**Work to be completed:** Gather, from the listing beneath this task, every line holding the string "clone".
============================================================
//! The state machine: current state, configured states and `fire`.

use super::policy::UnhandledTriggerPolicy;
use super::storage::{ExternalStorage, InternalStorage, StateStorage};
use crate::builder::StateConfiguration;
use crate::core::parameters::{FireArgs, TriggerRegistry};
use crate::core::{describe, State, Transition, Trigger, TriggerWithParameters};
use crate::error::Result;
use crate::representation::StateGraph;
use std::any::Any;
use std::collections::HashSet;
use std::fmt;
use tracing::{debug, trace};

/// Callback invoked after every completed transition.
pub type TransitionAction<S, T> = Box<dyn Fn(&Transition<S, T>)>;

/// Models behaviour as transitions between a finite set of states.
///
/// States are configured through [`configure`](Self::configure); triggers are
/// fired with [`fire`](Self::fire) or, for triggers that carry arguments,
/// [`fire_with`](Self::fire_with).
///
/// Firing is synchronous. Every exit and entry action has run by the time
/// `fire` returns. `fire` borrows the machine mutably, so actions cannot fire
/// on the machine that is running them.
///
/// # Example
///
/// ```rust
/// use stateful::StateMachine;
///
/// # fn main() -> stateful::Result<()> {
/// let mut switch = StateMachine::new("Off");
/// switch.configure("Off").permit(' ', "On")?;
/// switch.configure("On").permit(' ', "Off")?;
///
/// switch.fire(' ')?;
/// assert_eq!(switch.state(), "On");
/// assert!(switch.can_fire(&' '));
/// assert!(switch.fire('x').is_err());
/// # Ok(())
/// # }
/// ```
pub struct StateMachine<S, T> {
    storage: Box<dyn StateStorage<S>>,
    graph: StateGraph<S, T>,
    parameters: TriggerRegistry<T>,
    unhandled: UnhandledTriggerPolicy<S, T>,
    on_transition: Option<TransitionAction<S, T>>,
}

impl<S: State, T: Trigger> StateMachine<S, T> {
    /// Create a machine that owns its state, starting in `initial`.
    pub fn new(initial: S) -> Self {
        Self::with_storage(InternalStorage::new(initial))
    }

    /// Create a machine whose state is read through `accessor` and written
    /// through `mutator`.
    pub fn with_external_state<A, M>(accessor: A, mutator: M) -> Self
    where
        A: Fn() -> S + 'static,
        M: FnMut(S) + 'static,
    {
        Self::with_storage(ExternalStorage::new(accessor, mutator))
    }

    /// Create a machine backed by a custom storage.
    pub fn with_storage<St>(storage: St) -> Self
    where
        St: StateStorage<S> + 'static,
    {
        Self {
            storage: Box::new(storage),
            graph: StateGraph::new(),
            parameters: TriggerRegistry::new(),
            unhandled: UnhandledTriggerPolicy::default(),
            on_transition: None,
        }
    }

    /// The current state.
    pub fn state(&self) -> S {
        self.storage.load()
    }

    /// Begin configuration of the transitions and entry/exit actions of `state`.
    pub fn configure(&mut self, state: S) -> StateConfiguration<'_, S, T> {
        let id = self.graph.id_or_insert(state);
        trace!(states = self.graph.len(), "configuring state");
        StateConfiguration::new(&mut self.graph, &self.parameters, id)
    }

    /// Fire `trigger` from the current state.
    ///
    /// Fails if the trigger was registered with parameters, if guards for the
    /// trigger are not mutually exclusive, or if the trigger is unhandled and
    /// the unhandled-trigger policy is [`UnhandledTriggerPolicy::Fail`].
    pub fn fire(&mut self, trigger: T) -> Result<()> {
        self.internal_fire(trigger, FireArgs::none())
    }

    /// Fire a parameterized trigger, passing `args` to dynamic decisions and
    /// parameterized entry actions.
    pub fn fire_with<A: Any>(&mut self, trigger: &TriggerWithParameters<T, A>, args: A) -> Result<()> {
        self.internal_fire(trigger.trigger().clone(), FireArgs::of(&args))
    }

    /// Register a callback invoked after every transition. Replaces any
    /// previous callback.
    pub fn on_transition<F>(&mut self, action: F)
    where
        F: Fn(&Transition<S, T>) + 'static,
    {
        self.on_transition = Some(Box::new(action));
    }

    /// Handle unhandled triggers with `action` instead of failing.
    pub fn on_unhandled_trigger<F>(&mut self, action: F)
    where
        F: Fn(&S, &T) + 'static,
    {
        self.unhandled = UnhandledTriggerPolicy::custom(action);
    }

    /// Replace the unhandled-trigger policy.
    pub fn set_unhandled_trigger_policy(&mut self, policy: UnhandledTriggerPolicy<S, T>) {
        self.unhandled = policy;
    }

    /// True if the current state is `state` or one of its sub-states.
    pub fn is_in_state(&self, state: &S) -> bool {
        let current = self.state();
        match self.graph.find(&current) {
            Some(representation) => representation.is_included_in(state, &self.graph),
            None => current == *state,
        }
    }

    /// True if `trigger` has a handler with a passing guard in the current
    /// state or its super-states.
    pub fn can_fire(&self, trigger: &T) -> bool {
        self.graph
            .find(&self.state())
            .is_some_and(|representation| representation.can_handle(trigger, &self.graph))
    }

    /// Declare that `trigger` is fired with arguments of type `A`.
    ///
    /// Use a tuple for several arguments. A trigger's parameters can only be
    /// set once.
    pub fn set_trigger_parameters<A: Any>(
        &mut self,
        trigger: T,
    ) -> Result<TriggerWithParameters<T, A>> {
        self.parameters.register(trigger)
    }

    /// The triggers that can currently be fired.
    pub fn permitted_triggers(&self) -> HashSet<T> {
        self.graph
            .find(&self.state())
            .map(|representation| representation.permitted_triggers(&self.graph))
            .unwrap_or_default()
    }

    fn internal_fire(&mut self, trigger: T, args: FireArgs<'_>) -> Result<()> {
        self.parameters.verify(&trigger, args.signature())?;

        let source = self.storage.load();
        let current = self.graph.id_or_insert(source.clone());
        debug!(state = ?source, ?trigger, "firing trigger");

        let handler = self
            .graph
            .get(current)
            .try_find_handler(&trigger, &self.graph)?;
        let Some(handler) = handler else {
            return self.unhandled.handle(&source, &trigger);
        };
        let Some(destination) = handler.results_in_transition_from(&source, args)? else {
            debug!(state = ?source, ?trigger, "trigger ignored");
            return Ok(());
        };

        let transition = Transition::new(source, destination, trigger);
        let next = self.graph.id_or_insert(transition.destination().clone());

        self.graph.get(current).exit(&transition, &self.graph);
        self.storage.store(transition.destination().clone());
        self.graph.get(next).enter(&transition, args, &self.graph);
        debug!(
            source = ?transition.source(),
            destination = ?transition.destination(),
            trigger = ?transition.trigger(),
            "transition complete"
        );

        if let Some(action) = &self.on_transition {
            action(&transition);
        }
        Ok(())
    }
}

impl<S: State, T: Trigger> fmt::Display for StateMachine<S, T> {
    fn fmt(&self, f: &mut fmt::Formatter<'_>) -> fmt::Result {
        let mut triggers: Vec<String> = self.permitted_triggers().iter().map(describe).collect();
        triggers.sort();
        write!(
            f,
            "state_machine {{ state = {:?}, permitted triggers = {{ {} }} }}",
            self.state(),
            triggers.join(", ")
        )
    }
}

impl<S: State, T: Trigger> fmt::Debug for StateMachine<S, T> {
    fn fmt(&self, f: &mut fmt::Formatter<'_>) -> fmt::Result {
        f.debug_struct("StateMachine")
            .field("state", &self.state())
            .field("states", &self.graph.len())
            .field("unhandled", &self.unhandled)
            .finish_non_exhaustive()
    }
}
//! Fluent configuration of a single state.

use crate::core::parameters::TriggerRegistry;
use crate::core::{describe, Guard, Signature, State, Transition, Trigger, TriggerWithParameters};
use crate::error::{Result, StateMachineError};
use crate::representation::{
    Decision, EntryAction, ExitAction, StateGraph, StateId, TriggerBehaviour,
};
use std::any::Any;

/// The configuration for a single state value.
///
/// Obtained from `StateMachine::configure`. Every method consumes and returns
/// the configuration so calls chain; fallible methods return a `Result` and
/// chain with `?`.
///
/// # Example
///
/// ```rust
/// use stateful::StateMachine;
///
/// # fn main() -> stateful::Result<()> {
/// let mut phone = StateMachine::new("OffHook");
/// phone
///     .configure("OffHook")
///     .permit("CallDialled", "Ringing")?;
/// phone
///     .configure("Ringing")
///     .permit("HungUp", "OffHook")?
///     .permit("CallConnected", "Connected")?;
///
/// phone.fire("CallDialled")?;
/// assert_eq!(phone.state(), "Ringing");
/// # Ok(())
/// # }
/// ```
pub struct StateConfiguration<'a, S, T> {
    graph: &'a mut StateGraph<S, T>,
    parameters: &'a TriggerRegistry<T>,
    id: StateId,
}

impl<'a, S: State, T: Trigger> StateConfiguration<'a, S, T> {
    pub(crate) fn new(
        graph: &'a mut StateGraph<S, T>,
        parameters: &'a TriggerRegistry<T>,
        id: StateId,
    ) -> Self {
        Self {
            graph,
            parameters,
            id,
        }
    }

    /// The state being configured.
    pub fn state(&self) -> &S {
        self.graph.get(self.id).underlying_state()
    }

    /// Accept `trigger` and transition to `destination`.
    ///
    /// Fails if `destination` is the configured state; use
    /// [`permit_reentry`](Self::permit_reentry) or [`ignore`](Self::ignore) instead.
    pub fn permit(self, trigger: T, destination: S) -> Result<Self> {
        self.permit_if(trigger, destination, || true)
    }

    /// Accept `trigger` and transition to `destination` while `guard` passes.
    pub fn permit_if<G>(self, trigger: T, destination: S, guard: G) -> Result<Self>
    where
        G: Fn() -> bool + 'static,
    {
        self.enforce_not_identity_transition(&destination)?;
        Ok(self.internal_permit(trigger, destination, Guard::new(guard)))
    }

    /// Accept `trigger`, run this state's exit actions and then its entry
    /// actions again. Super-state actions do not run.
    pub fn permit_reentry(self, trigger: T) -> Self {
        self.permit_reentry_if(trigger, || true)
    }

    /// Guarded form of [`permit_reentry`](Self::permit_reentry).
    pub fn permit_reentry_if<G>(self, trigger: T, guard: G) -> Self
    where
        G: Fn() -> bool + 'static,
    {
        let destination = self.state().clone();
        self.internal_permit(trigger, destination, Guard::new(guard))
    }

    /// Accept `trigger` without changing state or running any action.
    pub fn ignore(self, trigger: T) -> Self {
        self.ignore_if(trigger, || true)
    }

    /// Guarded form of [`ignore`](Self::ignore).
    pub fn ignore_if<G>(self, trigger: T, guard: G) -> Self
    where
        G: Fn() -> bool + 'static,
    {
        let behaviour = TriggerBehaviour::new(trigger, Guard::new(guard), Decision::Ignore);
        self.graph.get_mut(self.id).add_trigger_behaviour(behaviour);
        self
    }

    /// Run `action` whenever the state is entered.
    pub fn on_entry<F>(self, action: F) -> Self
    where
        F: Fn(&Transition<S, T>) + 'static,
    {
        self.add_entry_action(EntryAction::plain(None, action))
    }

    /// Run `action` whenever the state is entered by a fire carrying
    /// arguments of type `A`. Fires with other arguments skip it.
    pub fn on_entry_with<A, F>(self, action: F) -> Self
    where
        A: Any,
        F: Fn(&Transition<S, T>, &A) + 'static,
    {
        self.add_entry_action(EntryAction::parameterized(None, action))
    }

    /// Run `action` when the state is entered through `trigger`.
    ///
    /// Fails if `trigger` was registered with parameters; use
    /// [`on_entry_from_with`](Self::on_entry_from_with) instead.
    pub fn on_entry_from<F>(self, trigger: T, action: F) -> Result<Self>
    where
        F: Fn(&Transition<S, T>) + 'static,
    {
        self.enforce_argument_less(&trigger)?;
        Ok(self.add_entry_action(EntryAction::plain(Some(trigger), action)))
    }

    /// Run `action` with the fire-time arguments when the state is entered
    /// through the parameterized trigger `token`.
    pub fn on_entry_from_with<A, F>(
        self,
        token: &TriggerWithParameters<T, A>,
        action: F,
    ) -> Result<Self>
    where
        A: Any,
        F: Fn(&Transition<S, T>, &A) + 'static,
    {
        self.parameters.verify_token(token)?;
        let trigger = token.trigger().clone();
        Ok(self.add_entry_action(EntryAction::parameterized(Some(trigger), action)))
    }

    /// Run `action` whenever the state is exited.
    pub fn on_exit<F>(self, action: F) -> Self
    where
        F: Fn(&Transition<S, T>) + 'static,
    {
        self.graph
            .get_mut(self.id)
            .add_exit_action(ExitAction::new(action));
        self
    }

    /// Make the configured state a sub-state of `super_state`.
    ///
    /// Sub-states inherit the permitted triggers of their super-state. Entering
    /// a sub-state from outside the super-state runs the super-state's entry
    /// actions first; leaving to outside runs its exit actions last.
    pub fn sub_state_of(self, super_state: S) -> Result<Self> {
        let parent = self.graph.id_or_insert(super_state);
        self.graph.link(self.id, parent)?;
        Ok(self)
    }

    /// Accept `trigger` and transition to the state computed by `decision`.
    pub fn permit_dynamic<F>(self, trigger: T, decision: F) -> Result<Self>
    where
        F: Fn() -> S + 'static,
    {
        self.permit_dynamic_if(trigger, || true, decision)
    }

    /// Guarded form of [`permit_dynamic`](Self::permit_dynamic).
    pub fn permit_dynamic_if<G, F>(self, trigger: T, guard: G, decision: F) -> Result<Self>
    where
        G: Fn() -> bool + 'static,
        F: Fn() -> S + 'static,
    {
        self.enforce_argument_less(&trigger)?;
        let decision = Decision::dynamic(move |_: &()| decision());
        Ok(self.add_behaviour(trigger, Guard::new(guard), decision))
    }

    /// Accept the parameterized trigger `token` and transition to the state
    /// `decision` computes from the fire-time arguments.
    pub fn permit_dynamic_with<A, F>(
        self,
        token: &TriggerWithParameters<T, A>,
        decision: F,
    ) -> Result<Self>
    where
        A: Any,
        F: Fn(&A) -> S + 'static,
    {
        self.permit_dynamic_with_if(token, || true, decision)
    }

    /// Guarded form of [`permit_dynamic_with`](Self::permit_dynamic_with).
    pub fn permit_dynamic_with_if<A, G, F>(
        self,
        token: &TriggerWithParameters<T, A>,
        guard: G,
        decision: F,
    ) -> Result<Self>
    where
        A: Any,
        G: Fn() -> bool + 'static,
        F: Fn(&A) -> S + 'static,
    {
        self.parameters.verify_token(token)?;
        let trigger = token.trigger().clone();
        Ok(self.add_behaviour(trigger, Guard::new(guard), Decision::dynamic(decision)))
    }

    fn enforce_not_identity_transition(&self, destination: &S) -> Result<()> {
        if destination == self.state() {
            return Err(StateMachineError::IdentityTransition {
                state: describe(destination),
            });
        }
        Ok(())
    }

    fn enforce_argument_less(&self, trigger: &T) -> Result<()> {
        match self.parameters.signature(trigger) {
            Some(registered) if !registered.is_none() => {
                Err(StateMachineError::ParameterMismatch {
                    trigger: describe(trigger),
                    expected: registered.name(),
                    actual: Signature::none().name(),
                })
            }
            _ => Ok(()),
        }
    }

    fn internal_permit(self, trigger: T, destination: S, guard: Guard) -> Self {
        self.graph.id_or_insert(destination.clone());
        self.add_behaviour(trigger, guard, Decision::Fixed(destination))
    }

    fn add_behaviour(self, trigger: T, guard: Guard, decision: Decision<S>) -> Self {
        let behaviour = TriggerBehaviour::new(trigger, guard, decision);
        self.graph.get_mut(self.id).add_trigger_behaviour(behaviour);
        self
    }

    fn add_entry_action(self, action: EntryAction<S, T>) -> Self {
        self.graph.get_mut(self.id).add_entry_action(action);
        self
    }
}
============================================================
**Task result:**
        self.internal_fire(trigger.trigger().clone(), FireArgs::of(&args))
        let current = self.graph.id_or_insert(source.clone());
        let next = self.graph.id_or_insert(transition.destination().clone());
        self.storage.store(transition.destination().clone());
        let destination = self.state().clone();
        let trigger = token.trigger().clone();
        let trigger = token.trigger().clone();
        self.graph.id_or_insert(destination.clone());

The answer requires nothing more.